= Melchizedek (text) =

Gnostic text

Melchizedek is the first tractate from Codex IX of the Nag Hammadi Library. It is a Gnostic work that features the Biblical figure Melchizedek. The text is fragmentary and highly damaged. The original text was 750 lines; of these, only 19 are complete, and 467 are fragmentary. The remaining 264 lines have been lost from the damage to the text. Like much of Nag Hammadi, the text was likely used by Gnostic Christians in Roman Egypt. It makes reference to Seth, suggesting it may have been used in Sethianism, a school of Gnosticism. The date it was written is unknown; all that can be said is that it was created during the period of early Christianity, presumably at some point during the 3rd century.

==Content==
The main character and purported author is Melchizedek, who was the king of Salem and priest of El Elyon (the "most high God") in the Hebrew Bible. The text identifies Melchizedek with Jesus Christ; whether this was as a precursor or earlier equivalent, or as exactly the same entity, is disputed by scholars. Melchizedek, as Jesus, lives, preaches, dies, and experiences the resurrection over the Aeons, a Gnostic concept where different emanations of God appear at different stages of history. Melchizedek himself records a revelation given to him by the aeon Gamaliel, as well as a liturgical rite performed by Melchizedek.
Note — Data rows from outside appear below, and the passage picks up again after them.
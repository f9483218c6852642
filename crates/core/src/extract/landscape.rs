use conduit_scene::{HostTransform, LandscapeData};

use super::{ExtractContext, GeometryExtractor};
use crate::attributes::{AttributeOwner, AttributeStorage};
use crate::convert::host_to_engine_position;
use crate::error::BridgeError;
use crate::geometry::{Extraction, FaceTopology, PartGeometry, PartKind};
use crate::parallel;

pub const HEIGHT_ATTRIBUTE: &str = "height";

impl GeometryExtractor for LandscapeData {
    fn extract(
        &self,
        _transform: &HostTransform,
        ctx: &ExtractContext<'_>,
    ) -> Result<Extraction, BridgeError> {
        let width = self.size[0] as usize;
        let height = self.size[1] as usize;
        if width < 2 || height < 2 {
            return Ok(Extraction::Empty);
        }
        let count = width * height;
        if self.heights.len() != count {
            return Err(BridgeError::AttributeLengthMismatch {
                name: HEIGHT_ATTRIBUTE.to_string(),
                owner: AttributeOwner::Point,
                expected: count,
                actual: self.heights.len(),
            });
        }

        let spacing = self.spacing;
        let heights = &self.heights;
        let scale = ctx.scale_factor;
        let positions = parallel::map_indexed(count, |idx| {
            let x = (idx % width) as f32 * spacing;
            let y = (idx / width) as f32 * spacing;
            host_to_engine_position([x, y, heights[idx]], scale)
        });
        let mut part = PartGeometry::new(PartKind::Mesh, positions, FaceTopology::grid(width, height));
        part.set_attribute(
            AttributeOwner::Point,
            HEIGHT_ATTRIBUTE,
            AttributeStorage::Float(parallel::map_slice(heights, |h| h / scale)),
        );
        Ok(Extraction::from_part(part))
    }
}
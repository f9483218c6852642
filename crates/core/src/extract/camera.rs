use conduit_scene::{CameraData, HostTransform};

use super::{ExtractContext, GeometryExtractor};
use crate::attributes::{AttributeOwner, AttributeStorage};
use crate::error::BridgeError;
use crate::geometry::{Extraction, FaceTopology, PartGeometry, PartKind};

impl GeometryExtractor for CameraData {
    /// One point at the object origin; placement comes from the object transform.
    fn extract(
        &self,
        _transform: &HostTransform,
        ctx: &ExtractContext<'_>,
    ) -> Result<Extraction, BridgeError> {
        let mut part = PartGeometry::new(PartKind::Points, vec![[0.0; 3]], FaceTopology::default());
        let detail = |value: f32| AttributeStorage::Float(vec![value]);
        part.set_attribute(AttributeOwner::Detail, "fov", detail(self.fov_degrees));
        part.set_attribute(AttributeOwner::Detail, "aspect", detail(self.aspect_ratio));
        part.set_attribute(
            AttributeOwner::Detail,
            "ortho",
            AttributeStorage::Int(vec![i32::from(self.orthographic)]),
        );
        part.set_attribute(
            AttributeOwner::Detail,
            "ortho_width",
            detail(self.ortho_width / ctx.scale_factor),
        );
        part.set_attribute(
            AttributeOwner::Detail,
            "near_clip",
            detail(self.near_clip / ctx.scale_factor),
        );
        part.set_attribute(
            AttributeOwner::Detail,
            "far_clip",
            detail(self.far_clip / ctx.scale_factor),
        );
        Ok(Extraction::from_part(part))
    }
}

#[cfg(test)]
mod tests {
    use super::*;
    use crate::registry::InputOptions;

    #[test]
    fn camera_clip_planes_use_engine_units() {
        let options = InputOptions::default();
        let ctx = ExtractContext {
            options: &options,
            scale_factor: 100.0,
        };
        let Extraction::Geometry(part) = CameraData::default()
            .extract(&HostTransform::IDENTITY, &ctx)
            .unwrap()
        else {
            panic!("expected geometry");
        };
        assert_eq!(part.point_count(), 1);
        assert_eq!(
            part.attributes.get(AttributeOwner::Detail, "near_clip"),
            Some(&AttributeStorage::Float(vec![0.1]))
        );
        assert!(part.validate().is_ok());
    }
}
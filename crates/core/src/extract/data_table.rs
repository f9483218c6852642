use conduit_scene::{CellValue, DataTableData, HostTransform};

use super::{ExtractContext, GeometryExtractor};
use crate::attributes::{AttributeOwner, AttributeStorage};
use crate::error::BridgeError;
use crate::geometry::{Extraction, FaceTopology, PartGeometry, PartKind};

pub const DATA_TABLE_ROW_NAME: &str = "unreal_data_table_row_name";
pub const DATA_TABLE_ROW_STRUCT: &str = "unreal_data_table_rowstruct";
pub const DATA_TABLE_COLUMN_PREFIX: &str = "unreal_data_table_";

fn cell_text(cell: &CellValue) -> String {
    match cell {
        CellValue::Float(value) => value.to_string(),
        CellValue::Int(value) => value.to_string(),
        CellValue::Bool(value) => value.to_string(),
        CellValue::String(value) => value.clone(),
        CellValue::Vector(v) => format!("({}, {}, {})", v[0], v[1], v[2]),
    }
}

/// One column as a point attribute. Columns whose cells disagree on type fall back
/// to strings; missing cells take the type's default.
fn column_storage(table: &DataTableData, column: usize) -> AttributeStorage {
    let cells: Vec<Option<&CellValue>> = table.rows.iter().map(|row| row.values.get(column)).collect();
    let first = cells.iter().flatten().next();
    let uniform = cells.iter().flatten().all(|cell| {
        first.is_some_and(|first| std::mem::discriminant(*first) == std::mem::discriminant(*cell))
    });
    if !uniform {
        return AttributeStorage::String(
            cells.iter().map(|cell| cell.map(cell_text).unwrap_or_default()).collect(),
        );
    }
    match first {
        Some(CellValue::Float(_)) => AttributeStorage::Float(
            cells
                .iter()
                .map(|cell| match cell {
                    Some(CellValue::Float(value)) => *value,
                    _ => 0.0,
                })
                .collect(),
        ),
        Some(CellValue::Int(_)) => AttributeStorage::Int(
            cells
                .iter()
                .map(|cell| match cell {
                    Some(CellValue::Int(value)) => *value,
                    _ => 0,
                })
                .collect(),
        ),
        Some(CellValue::Bool(_)) => AttributeStorage::Bool(
            cells
                .iter()
                .map(|cell| matches!(cell, Some(CellValue::Bool(true))))
                .collect(),
        ),
        Some(CellValue::Vector(_)) => AttributeStorage::Vec3(
            cells
                .iter()
                .map(|cell| match cell {
                    Some(CellValue::Vector(value)) => *value,
                    _ => [0.0; 3],
                })
                .collect(),
        ),
        Some(CellValue::String(_)) | None => AttributeStorage::String(
            cells.iter().map(|cell| cell.map(cell_text).unwrap_or_default()).collect(),
        ),
    }
}

impl GeometryExtractor for DataTableData {
    /// One point per row, all at the origin.
    fn extract(
        &self,
        _transform: &HostTransform,
        _ctx: &ExtractContext<'_>,
    ) -> Result<Extraction, BridgeError> {
        let positions = vec![[0.0; 3]; self.rows.len()];
        let mut part = PartGeometry::new(PartKind::Points, positions, FaceTopology::default());
        if self.rows.is_empty() {
            return Ok(Extraction::from_part(part));
        }
        part.set_attribute(
            AttributeOwner::Point,
            DATA_TABLE_ROW_NAME,
            AttributeStorage::String(self.rows.iter().map(|row| row.name.clone()).collect()),
        );
        for (index, column) in self.columns.iter().enumerate() {
            part.set_attribute(
                AttributeOwner::Point,
                format!("{DATA_TABLE_COLUMN_PREFIX}{index}_{column}"),
                column_storage(self, index),
            );
        }
        part.set_attribute(
            AttributeOwner::Detail,
            DATA_TABLE_ROW_STRUCT,
            AttributeStorage::String(vec![self.row_struct.clone()]),
        );
        Ok(Extraction::from_part(part))
    }
}
use conduit_scene::{HostTransform, InstancedMeshData};

use super::{ExtractContext, GeometryExtractor};
use crate::attributes::{AttributeOwner, AttributeStorage};
use crate::compose::INSTANCE_ATTRIBUTE;
use crate::convert::EngineTransform;
use crate::error::BridgeError;
use crate::geometry::{Extraction, FaceTopology, PartGeometry, PartKind};

impl GeometryExtractor for InstancedMeshData {
    fn extract(
        &self,
        _transform: &HostTransform,
        ctx: &ExtractContext<'_>,
    ) -> Result<Extraction, BridgeError> {
        let engine: Vec<EngineTransform> = self
            .instances
            .iter()
            .map(|instance| EngineTransform::from_host(instance, ctx.scale_factor))
            .collect();
        let positions = engine.iter().map(|t| t.position).collect();
        let mut part = PartGeometry::new(PartKind::Points, positions, FaceTopology::default());
        if engine.is_empty() {
            return Ok(Extraction::from_part(part));
        }
        part.set_attribute(
            AttributeOwner::Point,
            "rot",
            AttributeStorage::Vec4(engine.iter().map(|t| t.rotation).collect()),
        );
        part.set_attribute(
            AttributeOwner::Point,
            "scale",
            AttributeStorage::Vec3(engine.iter().map(|t| t.scale).collect()),
        );
        part.set_attribute(
            AttributeOwner::Point,
            INSTANCE_ATTRIBUTE,
            AttributeStorage::String(vec![self.mesh.to_string(); engine.len()]),
        );
        Ok(Extraction::from_part(part))
    }
}
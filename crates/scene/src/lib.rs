use std::collections::BTreeMap;
use std::fmt;

use glam::{Mat4, Quat, Vec3};
use serde::{Deserialize, Serialize};

/// Path of a host object, e.g. `/Game/Props/Rock.Rock` or `/Level/Actor.Component`.
#[derive(Debug, Clone, Default, PartialEq, Eq, Hash, PartialOrd, Ord, Serialize, Deserialize)]
#[serde(transparent)]
pub struct ObjectRef(pub String);

impl ObjectRef {
    pub fn new(path: impl Into<String>) -> Self {
        Self(path.into())
    }

    pub fn as_str(&self) -> &str {
        &self.0
    }

    /// Last path component with any `.Suffix` removed.
    pub fn name(&self) -> &str {
        let leaf = self.0.rsplit('/').next().unwrap_or(&self.0);
        leaf.split('.').next().unwrap_or(leaf)
    }

    /// Directory part of the path, without the trailing slash.
    pub fn parent_path(&self) -> Option<&str> {
        let trimmed = self.0.trim_end_matches('/');
        let idx = trimmed.rfind('/')?;
        if idx == 0 {
            return None;
        }
        Some(&trimmed[..idx])
    }
}

impl fmt::Display for ObjectRef {
    fn fmt(&self, f: &mut fmt::Formatter<'_>) -> fmt::Result {
        f.write_str(&self.0)
    }
}

impl From<&str> for ObjectRef {
    fn from(value: &str) -> Self {
        Self(value.to_string())
    }
}

#[derive(Debug, Clone, Copy, PartialEq, Serialize, Deserialize)]
pub struct HostTransform {
    pub translation: [f32; 3],
    /// Quaternion in `x, y, z, w` order.
    pub rotation: [f32; 4],
    pub scale: [f32; 3],
}

impl Default for HostTransform {
    fn default() -> Self {
        Self::IDENTITY
    }
}

impl HostTransform {
    pub const IDENTITY: HostTransform = HostTransform {
        translation: [0.0, 0.0, 0.0],
        rotation: [0.0, 0.0, 0.0, 1.0],
        scale: [1.0, 1.0, 1.0],
    };

    pub fn from_translation(translation: [f32; 3]) -> Self {
        Self {
            translation,
            ..Self::IDENTITY
        }
    }

    pub fn quat(&self) -> Quat {
        Quat::from_array(self.rotation).normalize()
    }

    pub fn to_mat4(&self) -> Mat4 {
        Mat4::from_scale_rotation_translation(
            Vec3::from(self.scale),
            self.quat(),
            Vec3::from(self.translation),
        )
    }

    pub fn inverse_mat4(&self) -> Mat4 {
        self.to_mat4().inverse()
    }

    pub fn determinant(&self) -> f32 {
        self.to_mat4().determinant()
    }

    /// `self` applied after `local`, i.e. `self * local`.
    pub fn compose(&self, local: &HostTransform) -> HostTransform {
        let (scale, rotation, translation) =
            (self.to_mat4() * local.to_mat4()).to_scale_rotation_translation();
        HostTransform {
            translation: translation.to_array(),
            rotation: rotation.to_array(),
            scale: scale.to_array(),
        }
    }

    pub fn transform_point(&self, point: [f32; 3]) -> [f32; 3] {
        self.to_mat4().transform_point3(Vec3::from(point)).to_array()
    }

    pub fn approx_eq(&self, other: &HostTransform, tolerance: f32) -> bool {
        let close = |a: &[f32], b: &[f32]| a.iter().zip(b).all(|(x, y)| (x - y).abs() <= tolerance);
        let same_rotation = {
            let a = self.quat();
            let b = other.quat();
            // q and -q describe the same rotation
            a.dot(b).abs() >= 1.0 - tolerance
        };
        close(&self.translation, &other.translation)
            && close(&self.scale, &other.scale)
            && same_rotation
    }

    pub fn is_identity(&self) -> bool {
        self.approx_eq(&HostTransform::IDENTITY, 1.0e-6)
    }
}

#[derive(Debug, Clone, Default, PartialEq, Serialize, Deserialize)]
pub struct HostMaterial {
    pub path: String,
    #[serde(default)]
    pub scalar_params: BTreeMap<String, f32>,
    #[serde(default)]
    pub vector_params: BTreeMap<String, [f32; 4]>,
    #[serde(default)]
    pub texture_params: BTreeMap<String, String>,
    #[serde(default)]
    pub bool_params: BTreeMap<String, bool>,
}

impl HostMaterial {
    pub fn new(path: impl Into<String>) -> Self {
        Self {
            path: path.into(),
            ..Default::default()
        }
    }
}

/// Polygon mesh in host convention. Per-corner data follows `indices`.
#[derive(Debug, Clone, Default, PartialEq, Serialize, Deserialize)]
pub struct HostMesh {
    pub positions: Vec<[f32; 3]>,
    pub face_counts: Vec<u32>,
    pub indices: Vec<u32>,
    #[serde(default)]
    pub normals: Option<Vec<[f32; 3]>>,
    #[serde(default)]
    pub uv_sets: Vec<Vec<[f32; 2]>>,
    #[serde(default)]
    pub colors: Option<Vec<[f32; 4]>>,
    /// Material slot per face.
    #[serde(default)]
    pub face_materials: Vec<u32>,
    #[serde(default)]
    pub materials: Vec<Option<HostMaterial>>,
}

impl HostMesh {
    pub fn triangles(positions: Vec<[f32; 3]>, indices: Vec<u32>) -> Self {
        let face_counts = vec![3; indices.len() / 3];
        Self {
            positions,
            face_counts,
            indices,
            ..Default::default()
        }
    }

    pub fn face_count(&self) -> usize {
        self.face_counts.len()
    }

    pub fn material_for_face(&self, face: usize) -> Option<&HostMaterial> {
        let slot = *self.face_materials.get(face)? as usize;
        self.materials.get(slot).and_then(|material| material.as_ref())
    }
}

#[derive(Debug, Clone, Default, PartialEq, Serialize, Deserialize)]
pub struct StaticMeshData {
    pub lods: Vec<HostMesh>,
}

#[derive(Debug, Clone, Copy, PartialEq, Serialize, Deserialize)]
pub struct BoneInfluence {
    pub bone: u32,
    pub weight: f32,
}

#[derive(Debug, Clone, Default, PartialEq, Serialize, Deserialize)]
pub struct SkeletalMeshData {
    pub mesh: HostMesh,
    pub skeleton: String,
    pub bone_names: Vec<String>,
    /// Influences per point.
    #[serde(default)]
    pub influences: Vec<Vec<BoneInfluence>>,
}

#[derive(Debug, Clone, Default, PartialEq, Serialize, Deserialize)]
pub struct SplineData {
    /// Control points in object space.
    pub points: Vec<[f32; 3]>,
    #[serde(default)]
    pub closed: bool,
    #[serde(default)]
    pub rotations: Option<Vec<[f32; 4]>>,
    #[serde(default)]
    pub scales: Option<Vec<[f32; 3]>>,
}

/// Height grid in object space, `size[0] * size[1]` samples in row-major order.
#[derive(Debug, Clone, Default, PartialEq, Serialize, Deserialize)]
pub struct LandscapeData {
    pub size: [u32; 2],
    pub heights: Vec<f32>,
    pub spacing: f32,
}

#[derive(Debug, Clone, Default, PartialEq, Serialize, Deserialize)]
pub struct BrushPolygon {
    /// Indices into `BrushData::points`.
    pub vertices: Vec<u32>,
    pub normal: [f32; 3],
    pub texture_u: [f32; 3],
    pub texture_v: [f32; 3],
    pub base_point: u32,
    #[serde(default)]
    pub material: Option<HostMaterial>,
}

/// Brush model with points already in world space.
#[derive(Debug, Clone, Default, PartialEq, Serialize, Deserialize)]
pub struct BrushData {
    pub points: Vec<[f32; 3]>,
    pub polygons: Vec<BrushPolygon>,
}

#[derive(Debug, Clone, Copy, PartialEq, Serialize, Deserialize)]
pub struct CameraData {
    pub fov_degrees: f32,
    pub aspect_ratio: f32,
    pub orthographic: bool,
    pub ortho_width: f32,
    pub near_clip: f32,
    pub far_clip: f32,
}

impl Default for CameraData {
    fn default() -> Self {
        Self {
            fov_degrees: 90.0,
            aspect_ratio: 16.0 / 9.0,
            orthographic: false,
            ortho_width: 512.0,
            near_clip: 10.0,
            far_clip: 100_000.0,
        }
    }
}

#[derive(Debug, Clone, PartialEq, Serialize, Deserialize)]
pub enum CellValue {
    Float(f32),
    Int(i32),
    Bool(bool),
    String(String),
    Vector([f32; 3]),
}

#[derive(Debug, Clone, Default, PartialEq, Serialize, Deserialize)]
pub struct DataRow {
    pub name: String,
    pub values: Vec<CellValue>,
}

#[derive(Debug, Clone, Default, PartialEq, Serialize, Deserialize)]
pub struct DataTableData {
    pub row_struct: String,
    pub columns: Vec<String>,
    pub rows: Vec<DataRow>,
}

#[derive(Debug, Clone, Default, PartialEq, Serialize, Deserialize)]
pub struct GeometryPiece {
    pub mesh: HostMesh,
    #[serde(default)]
    pub transform: HostTransform,
}

#[derive(Debug, Clone, Default, PartialEq, Serialize, Deserialize)]
pub struct GeometryCollectionData {
    pub pieces: Vec<GeometryPiece>,
}

#[derive(Debug, Clone, Default, PartialEq, Serialize, Deserialize)]
pub struct InstancedMeshData {
    pub mesh: ObjectRef,
    /// Instance transforms relative to the owning object.
    pub instances: Vec<HostTransform>,
}

#[derive(Debug, Clone, Default, PartialEq, Serialize, Deserialize)]
pub struct ActorData {
    pub components: Vec<SceneObject>,
}

#[derive(Debug, Clone, Default, PartialEq, Serialize, Deserialize)]
pub struct BlueprintData {
    pub components: Vec<SceneObject>,
}

#[derive(Debug, Clone, Copy, PartialEq, Serialize, Deserialize)]
pub struct Bounds {
    pub min: [f32; 3],
    pub max: [f32; 3],
}

#[derive(Debug, Clone, Default, PartialEq, Serialize, Deserialize)]
pub struct AssetReferenceData {
    pub target: ObjectRef,
    #[serde(default)]
    pub bounds: Option<Bounds>,
    #[serde(default)]
    pub materials: Vec<String>,
}

#[derive(Debug, Clone, PartialEq, Serialize, Deserialize)]
pub enum SceneObjectData {
    StaticMesh(StaticMeshData),
    SkeletalMesh(SkeletalMeshData),
    Spline(SplineData),
    Landscape(LandscapeData),
    Actor(ActorData),
    Blueprint(BlueprintData),
    Brush(BrushData),
    Camera(CameraData),
    DataTable(DataTableData),
    GeometryCollection(GeometryCollectionData),
    InstancedMesh(InstancedMeshData),
    AssetReference(AssetReferenceData),
}

#[derive(Debug, Clone, Copy, PartialEq, Eq, Hash, Serialize, Deserialize)]
pub enum SceneObjectKind {
    StaticMesh,
    SkeletalMesh,
    Spline,
    Landscape,
    Actor,
    Blueprint,
    Brush,
    Camera,
    DataTable,
    GeometryCollection,
    InstancedMesh,
    AssetReference,
}

impl SceneObjectData {
    pub fn kind(&self) -> SceneObjectKind {
        match self {
            SceneObjectData::StaticMesh(_) => SceneObjectKind::StaticMesh,
            SceneObjectData::SkeletalMesh(_) => SceneObjectKind::SkeletalMesh,
            SceneObjectData::Spline(_) => SceneObjectKind::Spline,
            SceneObjectData::Landscape(_) => SceneObjectKind::Landscape,
            SceneObjectData::Actor(_) => SceneObjectKind::Actor,
            SceneObjectData::Blueprint(_) => SceneObjectKind::Blueprint,
            SceneObjectData::Brush(_) => SceneObjectKind::Brush,
            SceneObjectData::Camera(_) => SceneObjectKind::Camera,
            SceneObjectData::DataTable(_) => SceneObjectKind::DataTable,
            SceneObjectData::GeometryCollection(_) => SceneObjectKind::GeometryCollection,
            SceneObjectData::InstancedMesh(_) => SceneObjectKind::InstancedMesh,
            SceneObjectData::AssetReference(_) => SceneObjectKind::AssetReference,
        }
    }

    pub fn components(&self) -> &[SceneObject] {
        match self {
            SceneObjectData::Actor(actor) => &actor.components,
            SceneObjectData::Blueprint(blueprint) => &blueprint.components,
            _ => &[],
        }
    }
}

impl fmt::Display for SceneObjectKind {
    fn fmt(&self, f: &mut fmt::Formatter<'_>) -> fmt::Result {
        fmt::Debug::fmt(self, f)
    }
}

#[derive(Debug, Clone, PartialEq, Serialize, Deserialize)]
pub struct SceneObject {
    pub reference: ObjectRef,
    /// World transform for top-level objects, relative to the owning actor for
    /// components.
    #[serde(default)]
    pub transform: HostTransform,
    /// Bumped by the host whenever the object's geometry or settings change.
    #[serde(default)]
    pub content_version: u64,
    pub data: SceneObjectData,
}

impl SceneObject {
    pub fn new(reference: impl Into<ObjectRef>, data: SceneObjectData) -> Self {
        Self {
            reference: reference.into(),
            transform: HostTransform::IDENTITY,
            content_version: 0,
            data,
        }
    }

    pub fn with_transform(mut self, transform: HostTransform) -> Self {
        self.transform = transform;
        self
    }

    pub fn kind(&self) -> SceneObjectKind {
        self.data.kind()
    }
}

/// Read-only view of host objects the translator pulls from.
#[derive(Debug, Clone, Default, Serialize, Deserialize)]
pub struct HostScene {
    objects: BTreeMap<ObjectRef, SceneObject>,
}

impl HostScene {
    pub fn new() -> Self {
        Self::default()
    }

    pub fn insert(&mut self, object: SceneObject) {
        self.objects.insert(object.reference.clone(), object);
    }

    pub fn remove(&mut self, reference: &ObjectRef) -> Option<SceneObject> {
        self.objects.remove(reference)
    }

    pub fn get(&self, reference: &ObjectRef) -> Option<&SceneObject> {
        self.objects.get(reference)
    }

    pub fn objects(&self) -> impl Iterator<Item = &SceneObject> {
        self.objects.values()
    }

    pub fn set_transform(&mut self, reference: &ObjectRef, transform: HostTransform) -> bool {
        match self.objects.get_mut(reference) {
            Some(object) => {
                object.transform = transform;
                true
            }
            None => false,
        }
    }

    /// Replaces the object's data and bumps its content version.
    pub fn replace_data(&mut self, reference: &ObjectRef, data: SceneObjectData) -> bool {
        match self.objects.get_mut(reference) {
            Some(object) => {
                object.data = data;
                object.content_version = object.content_version.wrapping_add(1);
                true
            }
            None => false,
        }
    }

    pub fn touch(&mut self, reference: &ObjectRef) -> bool {
        match self.objects.get_mut(reference) {
            Some(object) => {
                object.content_version = object.content_version.wrapping_add(1);
                true
            }
            None => false,
        }
    }
}

#[cfg(test)]
mod tests {
    use super::*;

    #[test]
    fn object_ref_splits_name_and_parent() {
        let reference = ObjectRef::new("/Game/Props/Rock.Rock");
        assert_eq!(reference.name(), "Rock");
        assert_eq!(reference.parent_path(), Some("/Game/Props"));
        assert_eq!(ObjectRef::new("/Rock").parent_path(), None);
    }

    #[test]
    fn reference_payloads_default_to_empty_target() {
        let instanced = InstancedMeshData::default();
        assert_eq!(instanced.mesh, ObjectRef::default());
        assert!(instanced.instances.is_empty());
        let reference = AssetReferenceData::default();
        assert_eq!(reference.target.as_str(), "");
        assert_eq!(reference.bounds, None);
    }

    #[test]
    fn compose_matches_matrix_product() {
        let parent = HostTransform::from_translation([10.0, 0.0, 0.0]);
        let child = HostTransform {
            translation: [0.0, 5.0, 0.0],
            rotation: [0.0, 0.0, 0.0, 1.0],
            scale: [2.0, 2.0, 2.0],
        };
        let composed = parent.compose(&child);
        let p = composed.transform_point([1.0, 0.0, 0.0]);
        assert!((p[0] - 12.0).abs() < 1.0e-4);
        assert!((p[1] - 5.0).abs() < 1.0e-4);
    }

    #[test]
    fn set_transform_keeps_content_version() {
        let mut scene = HostScene::new();
        scene.insert(SceneObject::new(
            "/Game/Cam",
            SceneObjectData::Camera(CameraData::default()),
        ));
        let reference = ObjectRef::new("/Game/Cam");
        scene.set_transform(&reference, HostTransform::from_translation([1.0, 2.0, 3.0]));
        assert_eq!(scene.get(&reference).unwrap().content_version, 0);
        scene.touch(&reference);
        assert_eq!(scene.get(&reference).unwrap().content_version, 1);
    }
}
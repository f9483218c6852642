use std::process;

mod headless;
mod logging;

fn main() {
    let args: Vec<String> = std::env::args().collect();
    let parsed = match headless::parse_args(&args) {
        Ok(parsed) => parsed,
        Err(err) => {
            eprintln!("{err}");
            process::exit(2);
        }
    };
    logging::setup_tracing(parsed.log_level);

    tracing::info!("Conduit starting");

    match headless::run(&parsed) {
        Ok(true) => {}
        Ok(false) => process::exit(1),
        Err(err) => {
            eprintln!("headless error: {err}");
            process::exit(1);
        }
    }
}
The text also includes some anti-docetic passages that advocate for a Christology wherein the Incarnation of Jesus was a flesh-and-blood human who was born, ate and drank, suffered, and died. This is unusual for Gnostic writings; most Gnostics seemed to endorse docetic views that Jesus did not truly suffer, as he was a divine being separate from the mortal realm. Several possibilities exist to explain the difference. Orthodox writers who wrote about heresies, including Hippolytus of Rome and Epiphanius of Salamis, discuss a group called the Melchizedekians that subordinated Christ to Melchizedek and believed Jesus to be born a mortal man who suffered, in comparison to their more exalted view of Melchizedek. It is thus possible that the text was used by this group of Melchizedekians. Another possibility is that the text was written comparatively late in the time period, when Gnosticism was on the wane and was being influenced by the views that would eventually become orthodoxy. In this case, the text would stand as an example of a work of a writer influenced by both classic Gnosticism as well as orthodoxy, and had merged views from both.